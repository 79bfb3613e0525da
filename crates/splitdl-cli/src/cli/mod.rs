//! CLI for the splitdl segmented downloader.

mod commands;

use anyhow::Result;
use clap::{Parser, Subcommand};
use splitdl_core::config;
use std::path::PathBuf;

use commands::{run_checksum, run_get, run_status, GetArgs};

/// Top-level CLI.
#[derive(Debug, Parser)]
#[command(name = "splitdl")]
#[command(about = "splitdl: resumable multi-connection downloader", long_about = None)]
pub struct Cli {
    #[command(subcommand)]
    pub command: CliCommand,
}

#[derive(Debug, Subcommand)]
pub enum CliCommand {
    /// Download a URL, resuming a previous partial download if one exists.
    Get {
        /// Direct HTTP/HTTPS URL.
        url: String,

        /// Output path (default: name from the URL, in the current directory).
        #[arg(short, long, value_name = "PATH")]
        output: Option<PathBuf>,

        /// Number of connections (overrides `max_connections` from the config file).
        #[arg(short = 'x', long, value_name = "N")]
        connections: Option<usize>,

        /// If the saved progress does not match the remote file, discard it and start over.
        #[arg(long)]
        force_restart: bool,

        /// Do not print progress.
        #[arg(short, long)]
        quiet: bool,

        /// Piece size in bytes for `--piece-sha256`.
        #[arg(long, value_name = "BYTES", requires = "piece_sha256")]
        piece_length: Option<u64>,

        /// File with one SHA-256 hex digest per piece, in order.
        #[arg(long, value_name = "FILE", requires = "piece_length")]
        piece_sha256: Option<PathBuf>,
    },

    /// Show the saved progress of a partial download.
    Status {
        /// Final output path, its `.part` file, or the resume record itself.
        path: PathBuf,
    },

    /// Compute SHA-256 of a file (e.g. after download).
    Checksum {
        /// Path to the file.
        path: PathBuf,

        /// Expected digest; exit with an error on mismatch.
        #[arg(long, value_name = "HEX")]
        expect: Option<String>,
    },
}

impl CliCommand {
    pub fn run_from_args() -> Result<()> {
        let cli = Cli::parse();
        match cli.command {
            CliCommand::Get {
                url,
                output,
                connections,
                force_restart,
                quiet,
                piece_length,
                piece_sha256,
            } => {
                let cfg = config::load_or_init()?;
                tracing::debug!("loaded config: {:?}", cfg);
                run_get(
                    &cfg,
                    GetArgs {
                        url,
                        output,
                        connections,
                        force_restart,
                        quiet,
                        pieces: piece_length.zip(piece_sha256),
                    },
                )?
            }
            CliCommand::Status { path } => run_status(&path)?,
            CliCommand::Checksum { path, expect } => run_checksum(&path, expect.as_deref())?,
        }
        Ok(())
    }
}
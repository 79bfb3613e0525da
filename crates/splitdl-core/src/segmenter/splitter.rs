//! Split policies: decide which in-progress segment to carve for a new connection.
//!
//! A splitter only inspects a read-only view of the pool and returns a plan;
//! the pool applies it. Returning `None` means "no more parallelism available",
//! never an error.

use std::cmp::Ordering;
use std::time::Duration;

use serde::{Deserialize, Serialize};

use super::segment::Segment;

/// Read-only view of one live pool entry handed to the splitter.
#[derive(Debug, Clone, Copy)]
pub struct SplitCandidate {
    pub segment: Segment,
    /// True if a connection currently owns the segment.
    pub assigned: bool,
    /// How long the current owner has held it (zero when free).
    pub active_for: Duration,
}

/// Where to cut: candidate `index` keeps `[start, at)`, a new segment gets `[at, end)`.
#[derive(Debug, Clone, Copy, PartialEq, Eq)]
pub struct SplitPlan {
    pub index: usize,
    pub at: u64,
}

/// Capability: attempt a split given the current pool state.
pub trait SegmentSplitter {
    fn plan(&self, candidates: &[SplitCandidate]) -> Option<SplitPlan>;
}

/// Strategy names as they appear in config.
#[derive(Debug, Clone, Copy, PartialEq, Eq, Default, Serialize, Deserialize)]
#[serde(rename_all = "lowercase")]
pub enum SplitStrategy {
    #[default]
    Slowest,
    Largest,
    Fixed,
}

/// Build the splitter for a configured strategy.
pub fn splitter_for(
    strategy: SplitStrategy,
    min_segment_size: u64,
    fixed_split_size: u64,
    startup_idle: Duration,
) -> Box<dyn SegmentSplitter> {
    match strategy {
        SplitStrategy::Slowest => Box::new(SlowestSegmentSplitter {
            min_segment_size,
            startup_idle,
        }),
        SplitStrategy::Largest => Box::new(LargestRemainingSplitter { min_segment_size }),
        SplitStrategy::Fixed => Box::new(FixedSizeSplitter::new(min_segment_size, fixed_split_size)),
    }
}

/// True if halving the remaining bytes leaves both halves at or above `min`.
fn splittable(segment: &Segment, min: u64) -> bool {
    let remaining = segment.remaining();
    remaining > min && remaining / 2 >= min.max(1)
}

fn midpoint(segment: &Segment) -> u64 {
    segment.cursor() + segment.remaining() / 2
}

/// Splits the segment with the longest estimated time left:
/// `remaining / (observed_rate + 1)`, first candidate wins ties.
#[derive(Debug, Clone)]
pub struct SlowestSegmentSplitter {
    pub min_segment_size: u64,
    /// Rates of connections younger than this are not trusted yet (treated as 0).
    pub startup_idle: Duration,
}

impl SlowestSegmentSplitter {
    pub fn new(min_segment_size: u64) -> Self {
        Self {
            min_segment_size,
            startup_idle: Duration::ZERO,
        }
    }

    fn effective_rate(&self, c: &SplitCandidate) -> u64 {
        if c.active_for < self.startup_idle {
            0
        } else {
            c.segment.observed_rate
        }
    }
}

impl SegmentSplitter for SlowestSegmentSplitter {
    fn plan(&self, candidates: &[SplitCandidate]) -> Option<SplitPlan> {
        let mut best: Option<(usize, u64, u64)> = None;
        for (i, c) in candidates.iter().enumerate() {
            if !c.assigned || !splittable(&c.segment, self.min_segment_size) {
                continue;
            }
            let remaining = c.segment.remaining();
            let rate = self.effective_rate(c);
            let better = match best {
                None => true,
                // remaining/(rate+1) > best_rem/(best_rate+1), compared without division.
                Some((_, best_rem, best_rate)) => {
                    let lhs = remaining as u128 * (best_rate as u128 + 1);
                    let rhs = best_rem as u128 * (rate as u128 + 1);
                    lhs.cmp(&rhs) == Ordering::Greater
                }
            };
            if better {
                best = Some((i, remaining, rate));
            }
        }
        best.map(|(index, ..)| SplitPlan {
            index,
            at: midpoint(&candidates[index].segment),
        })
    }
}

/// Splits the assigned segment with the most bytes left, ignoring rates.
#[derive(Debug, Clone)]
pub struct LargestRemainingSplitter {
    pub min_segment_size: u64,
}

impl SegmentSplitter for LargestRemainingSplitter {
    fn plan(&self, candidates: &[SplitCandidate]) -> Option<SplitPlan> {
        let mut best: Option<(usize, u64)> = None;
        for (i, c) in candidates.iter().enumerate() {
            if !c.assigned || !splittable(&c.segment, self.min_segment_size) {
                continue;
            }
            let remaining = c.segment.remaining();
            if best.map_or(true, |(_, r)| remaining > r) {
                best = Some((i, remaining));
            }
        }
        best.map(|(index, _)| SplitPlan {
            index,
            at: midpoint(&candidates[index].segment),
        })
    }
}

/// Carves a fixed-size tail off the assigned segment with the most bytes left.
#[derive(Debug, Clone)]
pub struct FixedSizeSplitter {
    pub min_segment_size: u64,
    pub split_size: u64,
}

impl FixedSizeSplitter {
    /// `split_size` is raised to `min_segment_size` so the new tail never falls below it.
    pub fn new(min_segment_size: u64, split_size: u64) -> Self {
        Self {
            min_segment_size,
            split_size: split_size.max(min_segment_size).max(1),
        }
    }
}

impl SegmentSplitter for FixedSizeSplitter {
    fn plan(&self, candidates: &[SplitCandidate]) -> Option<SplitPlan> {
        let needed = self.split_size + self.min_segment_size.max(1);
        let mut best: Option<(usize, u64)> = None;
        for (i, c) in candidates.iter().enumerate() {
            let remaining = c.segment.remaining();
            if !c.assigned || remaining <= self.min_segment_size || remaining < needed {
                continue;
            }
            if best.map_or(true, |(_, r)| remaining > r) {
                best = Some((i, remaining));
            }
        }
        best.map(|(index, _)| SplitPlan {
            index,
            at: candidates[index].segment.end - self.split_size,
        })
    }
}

━━━━━━━━━━

## ASSIGNED TASK
From the data above, show each line that contains "SlowestSegmentSplitter".

## TASK RESPONSE
        SplitStrategy::Slowest => Box::new(SlowestSegmentSplitter {
pub struct SlowestSegmentSplitter {
impl SlowestSegmentSplitter {
impl SegmentSplitter for SlowestSegmentSplitter {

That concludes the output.